Why Elon Musk’s “rate limit exceeded” move may push Twitter into oblivion

Elon Musk twitter rate limit exceeded

What’s Elon Musk done to Twitter this time? The latest of this billionaire’s bone-headed decisions over the weekend is the gravest threat yet to the social network’s continued relevance.

The first was a move to block people from viewing tweets unless they were logged in. Then Musk implemented a limit on how many posts a user could read. He gave just 600 to the vast majority of users who don’t pay for the service; that was increased to 1000 shortly afterwards. Both decisions were, in Musk’s telling, efforts to fight back against outside organisations that are supposedly scraping (a term for the unauthorised extraction) Twitter data at scale.

But both moves demonstrate either a fundamental misunderstanding of what made Twitter the home of news and discussion on the internet, or a willingness to disregard it.

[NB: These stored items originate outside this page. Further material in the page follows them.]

//! Solvers: gradient-to-weight update rules
//!
//! A [`Solver`] is invoked once per mini-batch, after a full forward and backward
//! sweep over a [`Model`]. It walks the model's weights, hands each one to its
//! [`UpdateRule`] together with a solver-owned "previous state" tensor of the same
//! size, and finally clears every derivative buffer of the model so the next
//! batch starts accumulating from zero.
//!
//! # Available Update Rules
//!
//! - [`Sgd`]: gradient descent with momentum and weight decay
//! - [`RmsProp`]: RMSprop with gradient clipping and L2 regularization
//!
//! # Example
//!
//! ```ignore
//! use layernet::solvers::Solver;
//! use layernet::utils::lr_scheduler::Schedule;
//!
//! let mut solver = Solver::sgd(Schedule::new(0.01), 0.0005, 0.9);
//! for step in 0..num_steps {
//!     model.forward(State::Train);
//!     model.backward(State::Train);
//!     solver.learn(Some(&model), solver.schedule().learning_rate_at(step));
//! }
//! ```

pub mod rmsprop;
pub mod sgd;

pub use rmsprop::RmsProp;
pub use sgd::Sgd;

use crate::model::Model;
use crate::tensor::{SharedTensor, Tensor};
use crate::utils::lr_scheduler::Schedule;
use tracing::{debug, info};

/// Per-weight update rule.
///
/// `update` reads the weight's values and derivatives, reads and writes the
/// paired previous-state tensor, and writes new weight values. It must not clear
/// the derivative; the solver does that once for the whole model.
pub trait UpdateRule {
    /// Short name used in diagnostics.
    fn name(&self) -> &'static str;

    /// Applies the rule to one weight.
    ///
    /// # Arguments
    ///
    /// * `weight` - Weight tensor; its derivative holds the gradient summed over the batch
    /// * `weight_prev` - Solver state paired with this weight (same size)
    /// * `learning_rate` - Step size for this update
    /// * `batch_size` - Number of samples the derivative was summed over
    ///
    /// # Panics
    ///
    /// Implementations panic if `weight` and `weight_prev` have different lengths.
    fn update(&self, weight: &mut Tensor, weight_prev: &mut Tensor, learning_rate: f32, batch_size: usize);
}

/// Gradient-descent solver.
///
/// Holds the schedule, one update rule, and the previous-state tensors paired by
/// index with [`Model::weights`]. The state is allocated (zeroed) the first time a
/// model is bound, and again if the weight list no longer matches it.
pub struct Solver {
    schedule: Schedule,
    rule: Box<dyn UpdateRule>,
    weight_prev: Vec<Tensor>,
}

impl Solver {
    pub fn new(schedule: Schedule, rule: Box<dyn UpdateRule>) -> Self {
        Self {
            schedule,
            rule,
            weight_prev: Vec::new(),
        }
    }

    /// SGD with momentum and weight decay.
    pub fn sgd(schedule: Schedule, decay_rate: f32, momentum: f32) -> Self {
        Self::new(schedule, Box::new(Sgd::new(decay_rate, momentum)))
    }

    /// RMSprop with gradient clipping and L2 regularization.
    pub fn rmsprop(schedule: Schedule, decay_rate: f32, reg_strength: f32, gradient_clip: f32) -> Self {
        Self::new(
            schedule,
            Box::new(RmsProp::new(decay_rate, reg_strength, gradient_clip)),
        )
    }

    pub fn schedule(&self) -> &Schedule {
        &self.schedule
    }

    /// Name of the update rule.
    pub fn rule_name(&self) -> &'static str {
        self.rule.name()
    }

    /// Previous-state tensors, paired by index with the bound model's weights.
    pub fn weight_prev(&self) -> &[Tensor] {
        &self.weight_prev
    }

    /// Drops the previous-state tensors; they are reallocated on the next `learn`.
    pub fn reset(&mut self) {
        self.weight_prev.clear();
    }

    /// Updates every weight of `model`, then clears all of its derivatives.
    ///
    /// Does nothing when `model` is `None`. Derivatives are cleared exactly once,
    /// after every weight has been updated.
    pub fn learn(&mut self, model: Option<&Model>, learning_rate: f32) {
        let Some(model) = model else {
            return;
        };

        let weights = model.weights();
        self.bind(&weights);

        let batch_size = model.batch_size();
        debug!(
            rule = self.rule.name(),
            weights = weights.len(),
            batch_size,
            learning_rate,
            "learn"
        );
        for (weight, weight_prev) in weights.iter().zip(self.weight_prev.iter_mut()) {
            self.rule
                .update(&mut weight.borrow_mut(), weight_prev, learning_rate, batch_size);
        }

        model.clear_deriv();
    }

    fn bind(&mut self, weights: &[SharedTensor]) {
        let matches = self.weight_prev.len() == weights.len()
            && self
                .weight_prev
                .iter()
                .zip(weights)
                .all(|(prev, weight)| prev.size() == weight.borrow().size());
        if matches {
            return;
        }

        self.weight_prev = weights
            .iter()
            .map(|weight| Tensor::with_size(weight.borrow().size()))
            .collect();
        info!(
            rule = self.rule.name(),
            tensors = self.weight_prev.len(),
            "allocated solver state"
        );
    }
}

#[cfg(test)]
mod tests {
    use super::*;
    use crate::layers::{InnerProductLayer, Layer, ScaleLayer, State};
    use crate::param::Param;
    use crate::utils::TensorRng;

    fn model() -> Model {
        let input = Tensor::from_vec([1, 1, 2, 2], vec![1.0, -1.0, 0.5, 2.0]).into_shared();
        let mut model = Model::new("net", input.clone(), None);
        let mut rng = TensorRng::new(5);
        let fc = InnerProductLayer::new("fc", vec![input], &Param::new().with("num_output", 3), &mut rng)
            .unwrap();
        let out = fc.outputs()[0].clone();
        model.add_layer(Box::new(fc));
        model.add_layer(Box::new(ScaleLayer::new("scale", vec![out], &Param::new()).unwrap()));
        model
    }

    fn seed_output_deriv(model: &Model) {
        let output = model.output().unwrap();
        output.borrow_mut().deriv_mut().iter_mut().for_each(|d| *d = 1.0);
    }

    #[test]
    fn test_learn_without_model_is_noop() {
        let mut solver = Solver::sgd(Schedule::new(0.1), 0.0, 0.9);
        solver.learn(None, 0.1);
        assert!(solver.weight_prev().is_empty());
    }

    #[test]
    fn test_state_allocated_to_match_weights() {
        let mut model = model();
        let mut solver = Solver::sgd(Schedule::new(0.1), 0.0, 0.9);

        model.forward(State::Train);
        solver.learn(Some(&model), 0.1);

        let sizes: Vec<[usize; 4]> = solver.weight_prev().iter().map(|t| t.size()).collect();
        let expected: Vec<[usize; 4]> = model.weights().iter().map(|w| w.borrow().size()).collect();
        assert_eq!(sizes, expected);
    }

    #[test]
    fn test_learn_clears_every_derivative() {
        let mut model = model();
        let mut solver = Solver::rmsprop(Schedule::new(0.01), 0.999, 0.0, 5.0);

        model.forward(State::Train);
        seed_output_deriv(&model);
        model.backward(State::Train);
        solver.learn(Some(&model), 0.01);

        for w in model.weights() {
            assert!(w.borrow().deriv().iter().all(|&d| d == 0.0));
        }
        for layer in model.layers() {
            for t in layer.inputs().iter().chain(layer.outputs()) {
                assert!(t.borrow().deriv().iter().all(|&d| d == 0.0));
            }
        }
    }

    #[test]
    fn test_learn_moves_weights() {
        let mut model = model();
        let mut solver = Solver::sgd(Schedule::new(0.1), 0.0, 0.0);
        let before: Vec<Tensor> = model.weights().iter().map(|w| w.borrow().clone()).collect();

        model.forward(State::Train);
        seed_output_deriv(&model);
        model.backward(State::Train);
        solver.learn(Some(&model), 0.1);

        let after: Vec<Tensor> = model.weights().iter().map(|w| w.borrow().clone()).collect();
        for (b, a) in before.iter().zip(after.iter()) {
            assert_ne!(b.data(), a.data());
        }
    }

    #[test]
    fn test_reset_drops_state() {
        let model = model();
        let mut solver = Solver::sgd(Schedule::new(0.1), 0.0, 0.9);
        solver.learn(Some(&model), 0.1);
        assert_eq!(solver.weight_prev().len(), 4);

        solver.reset();
        assert!(solver.weight_prev().is_empty());
        assert_eq!(solver.rule_name(), "sgd");
    }
}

twitter rate limit exceeded

Source: Twitter/ Elon Musk

For more than a decade, the embeddable nature of tweets has made them a building block of information on the internet. Millions of news articles featured tweets from their subjects. Not only did these embedded posts fortify the trustworthiness of the article (there’s no misquoting an embedded tweet) but they also served as an advertisement for the service. Every embedded tweet was a reminder that Twitter was where important people were and where the news happened.

Like every other major social network, the endless amount of content is also crucial to its appeal. Not interested in a post? Keep scrolling and you’ll find something that takes your fancy. It’s also been part of its business model too. The more you read, the more space it can sell to advertisers. Perhaps a limit is better for us (“We are all Twitter addicts and need to go outside,” tweeted a Musk parody account that the real Musk retweeted), but it’s definitely not better for the popularity of the platform in the long run.

Twitter isn’t dead yet, but the proclamations that Twitter is dying — mocked by Musk fans — have turned out to be unfortunately prescient. Twitter use is dropping (although neo-Nazis have flocked back). Its ad sales have plunged. A tiny proportion of users have signed up for its premium service and most of them stopped their subscription. Its competitors are so popular they’ve had to halt new sign-ups. It’s worth just a third of its purchase price from nine months ago, according to a major investor.

Given how badly things have gone, it’s easy to forget that these problems are of Musk’s making. His hubris inspired him to buy the platform and saddle it with debt because he thought he could run it better than the woke, soy-boy laptop class. Time and again Musk has been proved wrong.

Twitter 2.0 would just be the story of another corporate failure if not for the current state of the internet. After the first generation of the world wide web was built on open protocols such as email and web browsing, we were lured into web 2.0’s closed gardens because they were easy to use, powerful and promised a commitment to host and tend to the public square. So we made them our homes and built our lives around them. Now they’re locking the garden gates, we’ve got nowhere to go.